**To do:** Please copy the lines below exactly, from the first one through the line showing "CREATE INDEX IF NOT EXISTS idx_event_type".

**Input records:**
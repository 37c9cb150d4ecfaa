//! Database schema and migrations
//!
//! Uses SQLite with embedded migrations managed via PRAGMA user_version.
//!
//! Databases written by earlier versions of the recorder carry an
//! `activity_log` table without the `hash` and `session_id` columns and a
//! `user_version` of 0. Migration 1 leaves such a table untouched and
//! migration 2 adds the missing columns, so existing rows read `NULL`.

use rusqlite::Connection;

/// Current schema version
pub const SCHEMA_VERSION: i32 = 2;

/// A single forward migration step
type Migration = fn(&Connection) -> rusqlite::Result<()>;

/// Migrations, indexed by version number - 1
const MIGRATIONS: &[Migration] = &[create_activity_log, add_dedup_columns];

/// Version 1: base table and its timestamp/type indexes
fn create_activity_log(conn: &Connection) -> rusqlite::Result<()> {
    conn.execute_batch(
        r#"
        CREATE TABLE IF NOT EXISTS activity_log (
            id          INTEGER PRIMARY KEY AUTOINCREMENT,
            timestamp   TEXT NOT NULL,
            event_type  TEXT NOT NULL,
            details     TEXT NOT NULL
        );

        CREATE INDEX IF NOT EXISTS idx_timestamp ON activity_log(timestamp);
        CREATE INDEX IF NOT EXISTS idx_event_type ON activity_log(event_type);
        "#,
    )
}

/// Version 2: dedup hash and reserved session grouping
fn add_dedup_columns(conn: &Connection) -> rusqlite::Result<()> {
    add_column_if_missing(conn, "activity_log", "hash", "TEXT")?;
    add_column_if_missing(conn, "activity_log", "session_id", "TEXT")?;
    conn.execute_batch("CREATE INDEX IF NOT EXISTS idx_hash ON activity_log(hash);")
}

/// Additive column evolution: `ALTER TABLE ... ADD COLUMN` only when absent.
fn add_column_if_missing(
    conn: &Connection,
    table: &str,
    column: &str,
    decl: &str,
) -> rusqlite::Result<()> {
    if column_exists(conn, table, column)? {
        return Ok(());
    }
    tracing::info!(table, column, "Adding column");
    conn.execute(
        &format!("ALTER TABLE {} ADD COLUMN {} {}", table, column, decl),
        [],
    )?;
    Ok(())
}

/// Check `pragma_table_info` for a column.
pub fn column_exists(conn: &Connection, table: &str, column: &str) -> rusqlite::Result<bool> {
    let count: i64 = conn.query_row(
        "SELECT COUNT(*) FROM pragma_table_info(?1) WHERE name = ?2",
        [table, column],
        |r| r.get(0),
    )?;
    Ok(count > 0)
}

/// Run all pending migrations
pub fn run_migrations(conn: &Connection) -> crate::error::Result<()> {
    let current_version: i32 = conn
        .query_row("PRAGMA user_version", [], |r| r.get(0))
        .unwrap_or(0);

    tracing::info!(
        current_version,
        target_version = SCHEMA_VERSION,
        "Checking database migrations"
    );

    for (i, migration) in MIGRATIONS.iter().enumerate() {
        let version = (i + 1) as i32;
        if version > current_version {
            tracing::info!(version, "Running migration");
            migration(conn)?;
            conn.execute(&format!("PRAGMA user_version = {}", version), [])?;
        }
    }

    if current_version < SCHEMA_VERSION {
        tracing::info!(
            from = current_version,
            to = SCHEMA_VERSION,
            "Migrations complete"
        );
    }

    Ok(())
}

/// Get the current schema version from the database
pub fn get_schema_version(conn: &Connection) -> crate::error::Result<i32> {
    let version: i32 = conn.query_row("PRAGMA user_version", [], |r| r.get(0))?;
    Ok(version)
}

#[cfg(test)]
mod tests {
    use super::*;

    fn index_names(conn: &Connection) -> Vec<String> {
        conn.prepare(
            "SELECT name FROM sqlite_master WHERE type = 'index' AND tbl_name = 'activity_log' \
             AND name NOT LIKE 'sqlite_%' ORDER BY name",
        )
        .unwrap()
        .query_map([], |row| row.get::<_, String>(0))
        .unwrap()
        .filter_map(|r| r.ok())
        .collect()
    }

    #[test]
    fn test_migrations_idempotent() {
        let conn = Connection::open_in_memory().unwrap();

        // Run migrations twice - should be idempotent
        run_migrations(&conn).unwrap();
        run_migrations(&conn).unwrap();

        let version = get_schema_version(&conn).unwrap();
        assert_eq!(version, SCHEMA_VERSION);
        assert_eq!(
            index_names(&conn),
            vec!["idx_event_type", "idx_hash", "idx_timestamp"]
        );
    }

    #[test]
    fn test_table_columns() {
        let conn = Connection::open_in_memory().unwrap();
        run_migrations(&conn).unwrap();

        for column in ["id", "timestamp", "event_type", "details", "hash", "session_id"] {
            assert!(
                column_exists(&conn, "activity_log", column).unwrap(),
                "column {} should exist",
                column
            );
        }
    }

    #[test]
    fn test_legacy_table_upgraded_in_place() {
        let conn = Connection::open_in_memory().unwrap();
        conn.execute_batch(
            r#"
            CREATE TABLE activity_log (
                id INTEGER PRIMARY KEY AUTOINCREMENT,
                timestamp TEXT NOT NULL,
                event_type TEXT NOT NULL,
                details TEXT NOT NULL
            );
            INSERT INTO activity_log (timestamp, event_type, details)
            VALUES ('2024-01-01 09:00:00', 'bash_command', 'ls');
            "#,
        )
        .unwrap();

        run_migrations(&conn).unwrap();

        let (details, hash, session_id): (String, Option<String>, Option<String>) = conn
            .query_row(
                "SELECT details, hash, session_id FROM activity_log",
                [],
                |r| Ok((r.get(0)?, r.get(1)?, r.get(2)?)),
            )
            .unwrap();
        assert_eq!(details, "ls");
        assert!(hash.is_none());
        assert!(session_id.is_none());
        assert!(index_names(&conn).contains(&"idx_hash".to_string()));
    }

    #[test]
    fn test_columns_restored_when_version_is_stale() {
        // A table that already has the columns but no recorded version
        let conn = Connection::open_in_memory().unwrap();
        conn.execute_batch(
            r#"
            CREATE TABLE activity_log (
                id INTEGER PRIMARY KEY AUTOINCREMENT,
                timestamp TEXT NOT NULL,
                event_type TEXT NOT NULL,
                details TEXT NOT NULL,
                hash TEXT,
                session_id TEXT
            );
            "#,
        )
        .unwrap();

        run_migrations(&conn).unwrap();
        assert_eq!(get_schema_version(&conn).unwrap(), SCHEMA_VERSION);
    }
}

**Output of the task:**
repository 37c9cb150d4ecfaa
//! Database schema and migrations
//!
//! Uses SQLite with embedded migrations managed via PRAGMA user_version.
//!
//! Databases written by earlier versions of the recorder carry an
//! `activity_log` table without the `hash` and `session_id` columns and a
//! `user_version` of 0. Migration 1 leaves such a table untouched and
//! migration 2 adds the missing columns, so existing rows read `NULL`.

use rusqlite::Connection;

/// Current schema version
pub const SCHEMA_VERSION: i32 = 2;

/// A single forward migration step
type Migration = fn(&Connection) -> rusqlite::Result<()>;

/// Migrations, indexed by version number - 1
const MIGRATIONS: &[Migration] = &[create_activity_log, add_dedup_columns];

/// Version 1: base table and its timestamp/type indexes
fn create_activity_log(conn: &Connection) -> rusqlite::Result<()> {
    conn.execute_batch(
        r#"
        CREATE TABLE IF NOT EXISTS activity_log (
            id          INTEGER PRIMARY KEY AUTOINCREMENT,
            timestamp   TEXT NOT NULL,
            event_type  TEXT NOT NULL,
            details     TEXT NOT NULL
        );

        CREATE INDEX IF NOT EXISTS idx_timestamp ON activity_log(timestamp);
        CREATE INDEX IF NOT EXISTS idx_event_type ON activity_log(event_type);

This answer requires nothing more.